Softmax (Turn into Probabilities)

Softmax is a function that converts multiple scores (numbers) into probabilities. All values become between 0 and 1, and they sum to exactly 1. So you can read them as probabilities.

The formula is $$\mathrm{softmax}(x_i) = \frac{e^{x_i}}{\sum_{j} e^{x_j}}$$. Because it uses powers of e (≈2.718), the largest score gets amplified significantly while others shrink relatively. The gap between 1st and 2nd place becomes more pronounced.

Example: scores [3, 1, 0] → e³≈27, e¹≈2.7, e⁰=1 → sum ≈ 23.7 → probabilities → [0.84, 0.11, 0.04]. The score of 3 was only 3× larger than 1, but the probability is about 8× larger!

Softmax is used at the final layer of almost every classification model. 'This photo is 70% dog, 25% cat, 5% bird' lets you see per-class probabilities and how confident the model is.

When combined with cross-entropy loss during training, the gradients work out cleanly and stably. The model naturally learns to 'increase the correct class probability and decrease the rest.'

Softmax's property of 'all positive values that sum to 1' exactly matches the definition of a probability distribution. This makes it the most natural way to convert scores to probabilities, both statistically and theoretically.

Image classification: The model's final layer outputs scores (logits) like [5.2, 2.1, 0.8, ...]. Softmax converts them to [0.70, 0.25, 0.05, ...]—probabilities for each class. The highest probability class is the final answer.

Chatbots & translators: When ChatGPT picks the next word, it scores every word in its vocabulary (tens of thousands!), converts to probabilities via softmax, and samples a word based on those probabilities.
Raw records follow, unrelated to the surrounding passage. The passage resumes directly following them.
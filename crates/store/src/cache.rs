//! LRU cache of open log handles.
//!
//! The [`LogCache`] is the store's working set: every open log lives
//! here, indexed by public key and by discovery key. A bounded cache
//! evicts least-recently-used handles once full; an unbounded cache
//! keeps everything until it is explicitly evicted or the store closes.

use std::collections::HashMap;
use std::num::NonZeroUsize;

use lru::LruCache;
use parking_lot::Mutex;

use wharf_primitives::{DiscoveryKey, PublicKey};

use crate::handle::LogHandle;

/// Result of [`LogCache::insert`].
pub(crate) enum InsertOutcome {
    /// A handle for this key was already cached; the caller's fresh
    /// handle should be dropped in favor of this one.
    Existing(LogHandle),
    /// The handle was inserted. A bounded cache may have pushed out its
    /// least-recently-used entry to make room.
    Inserted { evicted: Option<(PublicKey, LogHandle)> },
}

/// In-memory index of open logs.
///
/// Uses a `Mutex` rather than `RwLock` because `LruCache::get` mutates
/// recency order even on reads.
pub(crate) struct LogCache {
    inner: Mutex<CacheInner>,
}

enum CacheInner {
    Bounded {
        by_key: LruCache<PublicKey, LogHandle>,
        by_dkey: HashMap<DiscoveryKey, PublicKey>,
    },
    Unbounded {
        by_key: HashMap<PublicKey, LogHandle>,
        by_dkey: HashMap<DiscoveryKey, PublicKey>,
    },
}

impl LogCache {
    pub(crate) fn new(capacity: Option<NonZeroUsize>) -> Self {
        let inner = match capacity {
            Some(cap) => CacheInner::Bounded {
                by_key: LruCache::new(cap),
                by_dkey: HashMap::new(),
            },
            None => CacheInner::Unbounded {
                by_key: HashMap::new(),
                by_dkey: HashMap::new(),
            },
        };
        Self { inner: Mutex::new(inner) }
    }

    /// Look up a handle by public key, marking it recently used.
    pub(crate) fn get(&self, key: &PublicKey) -> Option<LogHandle> {
        match &mut *self.inner.lock() {
            CacheInner::Bounded { by_key, .. } => by_key.get(key).cloned(),
            CacheInner::Unbounded { by_key, .. } => by_key.get(key).cloned(),
        }
    }

    /// Whether a handle for this key is cached.
    ///
    /// Does not disturb recency order.
    pub(crate) fn contains(&self, key: &PublicKey) -> bool {
        match &*self.inner.lock() {
            CacheInner::Bounded { by_key, .. } => by_key.contains(key),
            CacheInner::Unbounded { by_key, .. } => by_key.contains_key(key),
        }
    }

    /// Whether a handle for this discovery key is cached.
    ///
    /// Does not disturb recency order.
    pub(crate) fn contains_discovery(&self, discovery_key: &DiscoveryKey) -> bool {
        match &*self.inner.lock() {
            CacheInner::Bounded { by_dkey, .. } => by_dkey.contains_key(discovery_key),
            CacheInner::Unbounded { by_dkey, .. } => by_dkey.contains_key(discovery_key),
        }
    }

    /// Insert a freshly created handle, unless one raced us in.
    ///
    /// Lookup and insert happen under one lock acquisition, so two
    /// concurrent opens of the same key converge on a single handle.
    pub(crate) fn insert(
        &self,
        key: PublicKey,
        discovery_key: DiscoveryKey,
        handle: LogHandle,
    ) -> InsertOutcome {
        match &mut *self.inner.lock() {
            CacheInner::Bounded { by_key, by_dkey } => {
                if let Some(existing) = by_key.get(&key) {
                    return InsertOutcome::Existing(existing.clone());
                }
                by_dkey.insert(discovery_key, key);
                let evicted = by_key.push(key, handle).and_then(|(old_key, old_handle)| {
                    // push returns the displaced LRU entry, or the
                    // previous value under the same key (ruled out by
                    // the lookup above).
                    by_dkey.remove(&old_handle.discovery_key());
                    (old_key != key).then_some((old_key, old_handle))
                });
                InsertOutcome::Inserted { evicted }
            }
            CacheInner::Unbounded { by_key, by_dkey } => {
                if let Some(existing) = by_key.get(&key) {
                    return InsertOutcome::Existing(existing.clone());
                }
                by_dkey.insert(discovery_key, key);
                by_key.insert(key, handle);
                InsertOutcome::Inserted { evicted: None }
            }
        }
    }

    /// Remove the handle for `key` from both indexes.
    pub(crate) fn evict(&self, key: &PublicKey) -> Option<LogHandle> {
        match &mut *self.inner.lock() {
            CacheInner::Bounded { by_key, by_dkey } => {
                let handle = by_key.pop(key)?;
                by_dkey.remove(&handle.discovery_key());
                Some(handle)
            }
            CacheInner::Unbounded { by_key, by_dkey } => {
                let handle = by_key.remove(key)?;
                by_dkey.remove(&handle.discovery_key());
                Some(handle)
            }
        }
    }

    /// Remove the handle for `key` only if it is still `handle`.
    ///
    /// A failed open evicts its own handle this way, so it never tears
    /// out a replacement that was opened after the failure.
    pub(crate) fn evict_matching(&self, key: &PublicKey, handle: &LogHandle) {
        let mut inner = self.inner.lock();
        let matches = match &mut *inner {
            CacheInner::Bounded { by_key, .. } => by_key
                .peek(key)
                .is_some_and(|cached| LogHandle::ptr_eq(cached, handle)),
            CacheInner::Unbounded { by_key, .. } => by_key
                .get(key)
                .is_some_and(|cached| LogHandle::ptr_eq(cached, handle)),
        };
        if matches {
            match &mut *inner {
                CacheInner::Bounded { by_key, by_dkey } => {
                    by_key.pop(key);
                    by_dkey.remove(&handle.discovery_key());
                }
                CacheInner::Unbounded { by_key, by_dkey } => {
                    by_key.remove(key);
                    by_dkey.remove(&handle.discovery_key());
                }
            }
        }
    }

    /// Number of cached handles.
    pub(crate) fn len(&self) -> usize {
        match &*self.inner.lock() {
            CacheInner::Bounded { by_key, .. } => by_key.len(),
            CacheInner::Unbounded { by_key, .. } => by_key.len(),
        }
    }

    /// Snapshot of every cached handle.
    pub(crate) fn handles(&self) -> Vec<LogHandle> {
        match &*self.inner.lock() {
            CacheInner::Bounded { by_key, .. } => {
                by_key.iter().map(|(_, handle)| handle.clone()).collect()
            }
            CacheInner::Unbounded { by_key, .. } => by_key.values().cloned().collect(),
        }
    }
}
High-probability words appear often, but occasionally low-probability words are picked for variety.

Attention mechanism: In translators, relevance scores for 'which input words to focus on' are passed through softmax to become probabilities (weights). These weights create a weighted average of inputs that emphasizes the most relevant parts.

Computation order: ① Compute $Z = W \cdot X + b$ (logits) ② Compute $e^Z$ (problem uses $e \approx 3$) ③ Compute $\Sigma$ (sum) = add all $e^Z$ values ④ $Y = \frac{e^Z}{\Sigma}$ (divide each by the sum). Follow this order.
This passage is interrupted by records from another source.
//! In-process swarm hub.
//!
//! [`LocalNetwork`] stands in for a real discovery substrate: endpoints
//! register interest per topic and the hub pairs every new joiner with
//! the current members through `tokio::io::duplex` byte streams. Both
//! sides receive the connection on their accept queue, tagged with the
//! topic it was paired on.

use std::collections::HashMap;
use std::sync::Arc;

use async_trait::async_trait;
use parking_lot::Mutex;
use tokio::sync::mpsc;
use tracing::debug;

use wharf_primitives::DiscoveryKey;

use crate::traits::{PeerInfo, Swarm, SwarmConnection, SwarmEndpoint};
use crate::{SwarmError, SwarmResult};

const DUPLEX_BUF_SIZE: usize = 64 * 1024;

/// Capacity of each endpoint's accept queue.
const ACCEPT_QUEUE: usize = 64;

/// Shared hub that pairs endpoints by topic.
///
/// Clones share state; every endpoint created from any clone sees the
/// same topic membership.
#[derive(Clone, Default)]
pub struct LocalNetwork {
    state: Arc<Mutex<NetworkState>>,
}

#[derive(Default)]
struct NetworkState {
    next_peer_id: u64,
    topics: HashMap<DiscoveryKey, Vec<Member>>,
}

#[derive(Clone)]
struct Member {
    peer_id: u64,
    accept_tx: mpsc::Sender<SwarmConnection>,
}

impl LocalNetwork {
    /// Create a new empty hub.
    pub fn new() -> Self {
        Self::default()
    }

    /// Create an endpoint on this hub.
    pub fn endpoint(&self) -> SwarmEndpoint {
        let (accept_tx, accept_rx) = mpsc::channel(ACCEPT_QUEUE);
        let peer_id = {
            let mut state = self.state.lock();
            state.next_peer_id += 1;
            state.next_peer_id
        };
        let swarm = LocalSwarm {
            peer_id,
            network: self.clone(),
            accept_tx: Mutex::new(Some(accept_tx)),
        };
        SwarmEndpoint { swarm: Arc::new(swarm), connections: accept_rx }
    }
}

/// One endpoint's membership handle on a [`LocalNetwork`].
pub struct LocalSwarm {
    peer_id: u64,
    network: LocalNetwork,
    /// Dropped on destroy so the endpoint's accept queue closes.
    accept_tx: Mutex<Option<mpsc::Sender<SwarmConnection>>>,
}

#[async_trait]
impl Swarm for LocalSwarm {
    async fn join(&self, topic: DiscoveryKey) -> SwarmResult<()> {
        let Some(accept_tx) = self.accept_tx.lock().clone() else {
            return Err(SwarmError::Destroyed);
        };

        let members = {
            let mut state = self.network.state.lock();
            let members = state.topics.entry(topic).or_default();
            if members.iter().any(|member| member.peer_id == self.peer_id) {
                return Ok(());
            }
            let existing = members.clone();
            members.push(Member { peer_id: self.peer_id, accept_tx: accept_tx.clone() });
            existing
        };
        debug!(%topic, peer_id = self.peer_id, "Joined topic");

        for member in members {
            let (ours, theirs) = tokio::io::duplex(DUPLEX_BUF_SIZE);
            let to_member = SwarmConnection {
                info: PeerInfo { peer_id: self.peer_id, topic: Some(topic) },
                stream: Box::new(theirs),
            };
            if member.accept_tx.send(to_member).await.is_err() {
                // Member endpoint is gone; the hub prunes it on destroy.
                continue;
            }
            let to_us = SwarmConnection {
                info: PeerInfo { peer_id: member.peer_id, topic: Some(topic) },
                stream: Box::new(ours),
            };
            if accept_tx.send(to_us).await.is_err() {
                break;
            }
        }
        Ok(())
    }

    async fn leave(&self, topic: DiscoveryKey) -> SwarmResult<()> {
        if self.accept_tx.lock().is_none() {
            return Err(SwarmError::Destroyed);
        }
        let mut state = self.network.state.lock();
        if let Some(members) = state.topics.get_mut(&topic) {
            members.retain(|member| member.peer_id != self.peer_id);
            if members.is_empty() {
                state.topics.remove(&topic);
            }
        }
        debug!(%topic, peer_id = self.peer_id, "Left topic");
        Ok(())
    }

    async fn destroy(&self) -> SwarmResult<()> {
        if self.accept_tx.lock().take().is_none() {
            return Ok(());
        }
        let mut state = self.network.state.lock();
        state.topics.retain(|_, members| {
            members.retain(|member| member.peer_id != self.peer_id);
            !members.is_empty()
        });
        debug!(peer_id = self.peer_id, "Destroyed endpoint");
        Ok(())
    }
}

#[cfg(test)]
mod tests {
    use super::*;
    use std::time::Duration;
    use tokio::io::{AsyncReadExt, AsyncWriteExt};
    use tokio::time::timeout;

    fn topic(n: u8) -> DiscoveryKey {
        let mut bytes = [0u8; 32];
        bytes[0] = n;
        DiscoveryKey::new(bytes)
    }

    #[tokio::test]
    async fn test_join_pairs_both_sides() {
        let network = LocalNetwork::new();
        let mut a = network.endpoint();
        let mut b = network.endpoint();

        a.swarm.join(topic(1)).await.unwrap();
        b.swarm.join(topic(1)).await.unwrap();

        let conn_a = a.connections.recv().await.unwrap();
        let conn_b = b.connections.recv().await.unwrap();
        assert_eq!(conn_a.info.topic, Some(topic(1)));
        assert_eq!(conn_b.info.topic, Some(topic(1)));
        assert_ne!(conn_a.info.peer_id, conn_b.info.peer_id);

        // The pair is a live byte stream
        let mut stream_a = conn_a.stream;
        let mut stream_b = conn_b.stream;
        stream_a.write_all(b"ping").await.unwrap();
        stream_a.flush().await.unwrap();
        let mut buf = [0u8; 4];
        stream_b.read_exact(&mut buf).await.unwrap();
        assert_eq!(&buf, b"ping");
    }

    #[tokio::test]
    async fn test_join_is_idempotent() {
        let network = LocalNetwork::new();
        let mut a = network.endpoint();

        a.swarm.join(topic(1)).await.unwrap();
        a.swarm.join(topic(1)).await.unwrap();

        assert!(timeout(Duration::from_millis(50), a.connections.recv()).await.is_err());
    }

    #[tokio::test]
    async fn test_late_joiner_pairs_with_all_members() {
        let network = LocalNetwork::new();
        let mut a = network.endpoint();
        let mut b = network.endpoint();
        let mut c = network.endpoint();

        a.swarm.join(topic(1)).await.unwrap();
        b.swarm.join(topic(1)).await.unwrap();
        c.swarm.join(topic(1)).await.unwrap();

        // c paired with both existing members
        assert!(c.connections.recv().await.is_some());
        assert!(c.connections.recv().await.is_some());
        // a got one from b and one from c
        assert!(a.connections.recv().await.is_some());
        assert!(a.connections.recv().await.is_some());
        assert!(b.connections.recv().await.is_some());
    }

    #[tokio::test]
    async fn test_leave_stops_future_pairings() {
        let network = LocalNetwork::new();
        let mut a = network.endpoint();
        let mut b = network.endpoint();

        a.swarm.join(topic(1)).await.unwrap();
        a.swarm.leave(topic(1)).await.unwrap();
        b.swarm.join(topic(1)).await.unwrap();

        assert!(timeout(Duration::from_millis(50), a.connections.recv()).await.is_err());
        assert!(timeout(Duration::from_millis(50), b.connections.recv()).await.is_err());
    }

    #[tokio::test]
    async fn test_destroy_closes_accept_queue() {
        let network = LocalNetwork::new();
        let mut a = network.endpoint();
        let b = network.endpoint();

        a.swarm.join(topic(1)).await.unwrap();
        a.swarm.destroy().await.unwrap();

        assert_eq!(a.connections.recv().await.map(|c| c.info.peer_id), None);
        // Destroyed member no longer gets paired
        b.swarm.join(topic(1)).await.unwrap();
        assert!(matches!(a.swarm.join(topic(1)).await, Err(SwarmError::Destroyed)));
    }
}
Finding blanks: If Y is blank, compute 'that $e^Z \div \Sigma$.' If $e^Z$ is blank, compute '$Y \times \Sigma$.' If Z is blank, reverse from $e^Z$. If $\Sigma$ is blank, just add all $e^Z$ values.

Verification: After computing, check that all Y values are between 0 and 1 and sum to 1. If not, there's a calculation error. Also confirm whether the problem uses $e \approx 3$ or $e \approx 2.718$.